Atomic diffraction by patterned holes in hexagonal boron nitride: A comparison between semi-classical and quantum computational models​

E. K. Osestad, E. Zossimova, M. Walter and J. Fiedler

Published 2 September 2025 • Copyright © 2025 EPLA. All rights, including for text and data mining, AI training, and similar technologies, are reserved
Europhysics Letters, Volume 151, Number 5
Focus Issue on Casimir Effect and Its Role in Modern Physics
Citation E. K. Osestad et al 2025 EPL 151 55002DOI 10.1209/0295-5075/adf994

Abstract– The diffraction of atoms and molecules through tiny, sub-nanometre holes in atomically thin membranes is a promising approach for advancing atom interferometry sensing and atomic holography. However, dispersion interactions, such as the Casimir-Polder force, pose a significant challenge by attracting diffracting particles to the membrane, limiting the minimum hole size. This paper presents a numerical simulation of helium matter-wave diffraction through sub-nanometre holes in hexagonal boron nitride by solving the time-dependent Schr¨odinger equation. Our results show that the transmission rates in the quantum approach are significantly higher than those predicted by the commonly used semi-classical approach.
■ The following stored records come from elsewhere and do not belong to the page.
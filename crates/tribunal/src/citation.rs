//! Sentence-level citation audit.
//!
//! A sentence counts as cited when it carries a `[E12]` marker that resolves
//! to an admissible item in the evidence set, or when enough of its key terms
//! occur in one admissible excerpt.

use std::collections::HashSet;

use serde::{Deserialize, Serialize};

use crate::types::EvidenceItem;

const STOPWORDS: &[&str] = &[
    "about", "after", "also", "and", "are", "been", "before", "between", "but", "can", "could", "during", "for",
    "from", "had", "has", "have", "into", "its", "may", "might", "more", "most", "not", "over", "per", "should",
    "such", "than", "that", "the", "their", "there", "these", "this", "those", "was", "were", "when", "where",
    "which", "while", "will", "with", "would",
];

#[derive(Debug, Clone, PartialEq, Serialize, Deserialize)]
#[serde(tag = "by", content = "evidence_id", rename_all = "snake_case")]
pub enum CitedBy {
    Marker(String),
    Excerpt(String),
}

#[derive(Debug, Clone, PartialEq, Serialize, Deserialize)]
pub struct SentenceAudit {
    pub text: String,
    pub cited_by: Option<CitedBy>,
}

impl SentenceAudit {
    pub fn is_cited(&self) -> bool {
        self.cited_by.is_some()
    }
}

#[derive(Debug, Clone, PartialEq, Serialize, Deserialize)]
pub struct CitationAudit {
    pub sentences: Vec<SentenceAudit>,
    pub cited_sentences: usize,
    pub total_sentences: usize,
    /// 0-100. Zero sentences give zero coverage.
    pub coverage: f64,
    /// Markers that name no item in the evidence set.
    pub unresolved_markers: Vec<String>,
    /// Markers that name only inadmissible items.
    #[serde(default)]
    pub inadmissible_markers: Vec<String>,
}

impl CitationAudit {
    pub fn uncited(&self) -> Vec<String> {
        self.sentences
            .iter()
            .filter(|s| !s.is_cited())
            .map(|s| s.text.clone())
            .collect()
    }
}

pub fn coverage(cited: usize, total: usize) -> f64 {
    if total == 0 {
        0.0
    } else {
        cited as f64 * 100.0 / total as f64
    }
}

// ── Audit ────────────────────────────────────────────────────────────

pub fn audit(text: &str, evidence: &[EvidenceItem], term_overlap_ratio: f64) -> CitationAudit {
    let excerpts: Vec<(&EvidenceItem, HashSet<String>)> = evidence
        .iter()
        .filter(|e| e.admissible)
        .map(|e| (e, tokens(&e.excerpt).collect()))
        .collect();

    let mut unresolved = Vec::new();
    let mut inadmissible = Vec::new();
    let sentences: Vec<SentenceAudit> = split_sentences(text)
        .into_iter()
        .map(|sentence| {
            let mut cited_by = None;
            for marker in markers(&sentence) {
                let named: Vec<&EvidenceItem> = evidence.iter().filter(|e| e.answers_marker(&marker)).collect();
                match named.iter().find(|e| e.admissible) {
                    Some(item) if cited_by.is_none() => cited_by = Some(CitedBy::Marker(item.id.clone())),
                    Some(_) => {}
                    None if named.is_empty() => unresolved.push(marker),
                    None => inadmissible.push(marker),
                }
            }
            if cited_by.is_none() {
                cited_by = best_excerpt(&sentence, &excerpts, term_overlap_ratio).map(CitedBy::Excerpt);
            }
            SentenceAudit { text: sentence, cited_by }
        })
        .collect();

    let total = sentences.len();
    let cited = sentences.iter().filter(|s| s.is_cited()).count();
    unresolved.sort();
    unresolved.dedup();
    inadmissible.sort();
    inadmissible.dedup();
    CitationAudit {
        sentences,
        cited_sentences: cited,
        total_sentences: total,
        coverage: coverage(cited, total),
        unresolved_markers: unresolved,
        inadmissible_markers: inadmissible,
    }
}

fn best_excerpt(sentence: &str, excerpts: &[(&EvidenceItem, HashSet<String>)], ratio: f64) -> Option<String> {
    let terms = key_terms(sentence);
    if terms.is_empty() {
        return None;
    }
    excerpts
        .iter()
        .map(|(item, vocab)| {
            let hits = terms.iter().filter(|t| vocab.contains(*t)).count();
            (item, hits as f64 / terms.len() as f64)
        })
        .filter(|(_, share)| *share >= ratio)
        .max_by(|a, b| a.1.total_cmp(&b.1))
        .map(|(item, _)| item.id.clone())
}

// ── Text handling ────────────────────────────────────────────────────

/// Split narrative text into sentences. A marker group trailing a full stop
/// stays with the sentence before it.
pub fn split_sentences(text: &str) -> Vec<String> {
    let mut sentences = Vec::new();
    let mut current = String::new();
    let mut chars = text.chars().peekable();
    while let Some(c) = chars.next() {
        if c == '\n' {
            flush(&mut sentences, &mut current);
            continue;
        }
        current.push(c);
        if matches!(c, '.' | '!' | '?') && chars.peek().map_or(true, |n| n.is_whitespace()) {
            flush(&mut sentences, &mut current);
        }
    }
    flush(&mut sentences, &mut current);
    sentences
}

fn flush(sentences: &mut Vec<String>, current: &mut String) {
    let sentence = current.trim();
    if !sentence.is_empty() {
        if strip_markers(sentence).chars().any(char::is_alphanumeric) {
            sentences.push(sentence.to_string());
        } else if let Some(last) = sentences.last_mut() {
            last.push(' ');
            last.push_str(sentence);
        }
    }
    current.clear();
}

/// Citation markers in `sentence`, normalized to `E<n>`. Accepts `[E3]`
/// and grouped forms like `[E3, E4]`.
pub fn markers(sentence: &str) -> Vec<String> {
    bracket_groups(sentence)
        .into_iter()
        .filter_map(|(_, _, ids)| ids)
        .flatten()
        .collect()
}

fn strip_markers(sentence: &str) -> String {
    let mut out = String::with_capacity(sentence.len());
    let mut last = 0;
    for (start, end, ids) in bracket_groups(sentence) {
        if ids.is_some() {
            out.push_str(&sentence[last..start]);
            last = end;
        }
    }
    out.push_str(&sentence[last..]);
    out
}

/// Byte ranges of `[...]` groups, with their marker ids when every entry in
/// the group is a marker.
fn bracket_groups(s: &str) -> Vec<(usize, usize, Option<Vec<String>>)> {
    let mut groups = Vec::new();
    let mut from = 0;
    while let Some(open) = s[from..].find('[').map(|i| i + from) {
        let Some(close) = s[open..].find(']').map(|i| i + open) else {
            break;
        };
        let ids: Option<Vec<String>> = s[open + 1..close]
            .split([',', ';'])
            .map(|t| parse_marker(t.trim()))
            .collect();
        groups.push((open, close + 1, ids));
        from = close + 1;
    }
    groups
}

fn parse_marker(token: &str) -> Option<String> {
    let digits = token.strip_prefix('E').or_else(|| token.strip_prefix('e'))?;
    if digits.is_empty() || !digits.chars().all(|c| c.is_ascii_digit()) {
        return None;
    }
    Some(format!("E{}", digits))
}

fn tokens(text: &str) -> impl Iterator<Item = String> + '_ {
    text.split(|c: char| !(c.is_alphanumeric() || c == '.'))
        .map(|t| t.trim_matches('.').to_lowercase())
        .filter(|t| !t.is_empty())
}

/// Content-bearing terms of a sentence, markers removed, in first-seen order.
pub fn key_terms(sentence: &str) -> Vec<String> {
    let stripped = strip_markers(sentence);
    let mut seen = HashSet::new();
    let terms: Vec<String> = tokens(&stripped)
        .filter(|t| t.chars().any(|c| c.is_ascii_digit()) || t.chars().count() >= 3)
        .filter(|t| !STOPWORDS.contains(&t.as_str()))
        .filter(|t| seen.insert(t.clone()))
        .collect();
    terms
}

#[cfg(test)]
mod tests {
    use super::*;

    #[test]
    fn splits_on_terminal_punctuation_not_decimals() {
        let s = split_sentences("Inflation hit 3.5% in 2023. Prices rose! Did wages follow?\nYes");
        assert_eq!(
            s,
            vec!["Inflation hit 3.5% in 2023.", "Prices rose!", "Did wages follow?", "Yes"]
        );
    }

    #[test]
    fn trailing_marker_attaches_to_previous_sentence() {
        let s = split_sentences("Rates doubled. [E1]\nAid fell.");
        assert_eq!(s, vec!["Rates doubled. [E1]", "Aid fell."]);
        assert_eq!(split_sentences("  "), Vec::<String>::new());
    }

    #[test]
    fn parses_single_and_grouped_markers() {
        assert_eq!(markers("Rates doubled [E1]."), vec!["E1"]);
        assert_eq!(markers("Rates doubled [E1, e22; E3]."), vec!["E1", "E22", "E3"]);
        assert!(markers("See [note 4] and [Ex]").is_empty());
    }

    #[test]
    fn key_terms_drop_markers_and_stopwords() {
        assert_eq!(
            key_terms("The rial traded at 1620 per dollar [E4]."),
            vec!["rial", "traded", "1620", "dollar"]
        );
    }

    #[test]
    fn coverage_is_cited_over_total() {
        assert_eq!(coverage(9, 10), 90.0);
        assert_eq!(coverage(19, 20), 95.0);
        assert_eq!(coverage(0, 0), 0.0);
    }

    #[test]
    fn marker_must_resolve_in_evidence_set() {
        let evidence = vec![EvidenceItem::new("E1", "cby", "unrelated text")];
        let report = audit("Reserves fell [E1]. Reserves rose [E9].", &evidence, 0.5);
        assert_eq!(report.cited_sentences, 1);
        assert_eq!(report.coverage, 50.0);
        assert_eq!(report.unresolved_markers, vec!["E9"]);
        assert_eq!(report.uncited(), vec!["Reserves rose [E9]."]);
    }

    #[test]
    fn excerpt_overlap_cites_without_marker() {
        let evidence = vec![EvidenceItem::new(
            "E4",
            "cby-aden",
            "In March 2024 the rial traded at 1620 YER per USD in Aden.",
        )];
        let report = audit("The Aden rial traded at 1620 per dollar in March 2024.", &evidence, 0.5);
        assert_eq!(report.sentences[0].cited_by, Some(CitedBy::Excerpt("E4".into())));
        assert_eq!(report.coverage, 100.0);
    }

    #[test]
    fn inadmissible_excerpts_do_not_cite() {
        let evidence = vec![EvidenceItem::new("E4", "blog", "the rial traded at 1620 in aden").inadmissible()];
        let report = audit("The rial traded at 1620 in Aden.", &evidence, 0.5);
        assert_eq!(report.cited_sentences, 0);
    }

    #[test]
    fn markers_naming_inadmissible_items_do_not_cite() {
        let evidence = vec![
            EvidenceItem::new("E1", "cby", "unrelated text"),
            EvidenceItem::new("E2", "forum", "unrelated text").inadmissible(),
        ];
        let report = audit(
            "Reserves fell [E1]. Reserves were looted [E2]. Governors resigned [E2]. Banks closed [E2].",
            &evidence,
            0.5,
        );
        assert_eq!(report.cited_sentences, 1);
        assert_eq!(report.coverage, 25.0);
        assert_eq!(report.inadmissible_markers, vec!["E2"]);
        assert!(report.unresolved_markers.is_empty());

        // An admissible item named alongside still cites the sentence.
        let report = audit("Banks closed [E2][E1].", &evidence, 0.5);
        assert_eq!(report.sentences[0].cited_by, Some(CitedBy::Marker("E1".into())));
    }

    #[test]
    fn empty_text_has_zero_coverage() {
        let report = audit("", &[], 0.5);
        assert_eq!(report.total_sentences, 0);
        assert_eq!(report.coverage, 0.0);
    }
}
This suggests that significantly smaller holes can be used in the design of diffractive masks, provided that fabrication techniques can meet the atomic-level precision to realise such holes. Furthermore, we observe notable differences in diffraction patterns, even for atom velocities that are much greater than the expected convergence threshold between semi-classical and quantum computational models.